River apenas generó dos situaciones de riesgo real en los 90 minutos. Un tiro libre de Facundo Colidio que reventó el travesaño y un cabezazo de Lucas Beltrán que pasó raspando el palo izquierdo del arquero Marcelo Miño. La defensa rival nunca sufrió un asedio metódico, y los delanteros terminaron bajando a buscar la pelota al círculo central, lejos del área. “Con nada a River lo siguen lastimando. Aldosivi le llegó tres veces y le hizo tres goles. Barracas Central habrá llegado dos y le hizo uno; no le hizo el segundo de milagro”, resumió Juan Cortese.

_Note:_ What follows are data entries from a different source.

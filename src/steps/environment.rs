// file: src/steps/environment.rs
// version: 1.0.0
// guid: ce7b66d4-2e09-4cda-a3bd-c76c1a8e7165

//! Stages 2 and 3: virtualenv creation and dependency install

use super::{utils, DeployState, Precondition, Stage, StageContext};
use crate::error::{DeployError, Result};
use crate::runner::CommandSpec;
use tracing::info;

/// Creates the isolated dependency environment if it is missing
pub struct VirtualenvStage;

#[async_trait::async_trait]
impl Stage for VirtualenvStage {
    fn name(&self) -> &str {
        "virtualenv"
    }

    fn description(&self) -> &str {
        "Create the isolated Python environment"
    }

    async fn check(&self, ctx: &StageContext<'_>, _state: &DeployState) -> Result<Precondition> {
        let venv_dir = &ctx.deployment.venv_dir;
        if utils::directory_exists(venv_dir).await {
            return Ok(Precondition::Skip(format!(
                "Virtual environment already exists at {}",
                venv_dir.display()
            )));
        }
        Ok(Precondition::Proceed)
    }

    async fn execute(&self, ctx: &StageContext<'_>, _state: &mut DeployState) -> Result<String> {
        let deployment = ctx.deployment;
        info!("Creating virtual environment at {}", deployment.venv_dir.display());

        ctx.runner
            .run_checked(
                &CommandSpec::new(&deployment.interpreter)
                    .args(["-m", "venv"])
                    .path_arg(&deployment.venv_dir)
                    .current_dir(&deployment.app_dir),
            )
            .await?;

        Ok(format!(
            "Created virtual environment at {}",
            deployment.venv_dir.display()
        ))
    }

    fn remediation(&self, ctx: &StageContext<'_>, _error: &DeployError) -> String {
        format!(
            "Make sure the venv module is available (sudo apt install python3-venv) and that {} is writable",
            ctx.deployment.app_dir.display()
        )
    }
}

/// Upgrades pip and installs the pinned dependency manifest
pub struct DependencyStage;

#[async_trait::async_trait]
impl Stage for DependencyStage {
    fn name(&self) -> &str {
        "dependencies"
    }

    fn description(&self) -> &str {
        "Install Python dependencies"
    }

    async fn check(&self, ctx: &StageContext<'_>, _state: &DeployState) -> Result<Precondition> {
        let manifest = &ctx.deployment.requirements;
        if !utils::file_exists(manifest).await {
            return Err(DeployError::missing(format!(
                "dependency manifest {} not found",
                manifest.display()
            )));
        }
        Ok(Precondition::Proceed)
    }

    async fn execute(&self, ctx: &StageContext<'_>, _state: &mut DeployState) -> Result<String> {
        let deployment = ctx.deployment;
        let pip = deployment.venv_pip();

        info!("Upgrading pip");
        ctx.runner
            .run_checked(
                &CommandSpec::new(pip.to_string_lossy())
                    .args(["install", "--upgrade", "pip"])
                    .current_dir(&deployment.app_dir),
            )
            .await?;

        info!("Installing {}", deployment.requirements.display());
        ctx.runner
            .run_checked(
                &CommandSpec::new(pip.to_string_lossy())
                    .args(["install", "-r"])
                    .path_arg(&deployment.requirements)
                    .current_dir(&deployment.app_dir),
            )
            .await?;

        // Covers the venv itself and everything pip just installed
        utils::hand_over(ctx, &deployment.venv_dir).await?;

        Ok(format!(
            "Installed dependencies from {}",
            deployment.requirements.display()
        ))
    }

    fn remediation(&self, ctx: &StageContext<'_>, error: &DeployError) -> String {
        match error {
            DeployError::MissingPrerequisite(_) => format!(
                "Add {} to the application directory and rerun",
                ctx.deployment.requirements.display()
            ),
            _ => format!(
                "Check network access and the pinned versions in {}, then rerun",
                ctx.deployment.requirements.display()
            ),
        }
    }
}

Mientras el hincha digiere otro tropezón temprano, Cortese advirtió que la solución no pasa solo por el técnico ni por colgar jugadores. “La defensa y el ataque de River son de excepción. De última, el ataque. A algunos les podrá gustar más Colidio, a otros menos Beltrán, a otros más Borré, a otros menos. No importa, pero tenés variantes”, concedió, y apuntó que el desbalance en el mediocampo es lo que condena a River a repetir los mismos partidos con cualquier entrenador. Para Cortese, el mensaje a la dirigencia es claro: mientras no cambie la fisonomía de un mediocampo sin gambeta ni vértigo, cada partido en el Monumental amenaza con repetir el mismo guion de frustración.
La próxima oportunidad para torcer el rumbo llega rápido. River visitará a Gimnasia de La Plata el miércoles 29 de julio a las 19:15, por la segunda fecha del certamen, con la obligación urgente de cortar la racha de cortocircuitos antes de que la paciencia en Núñez se agote definitivamente.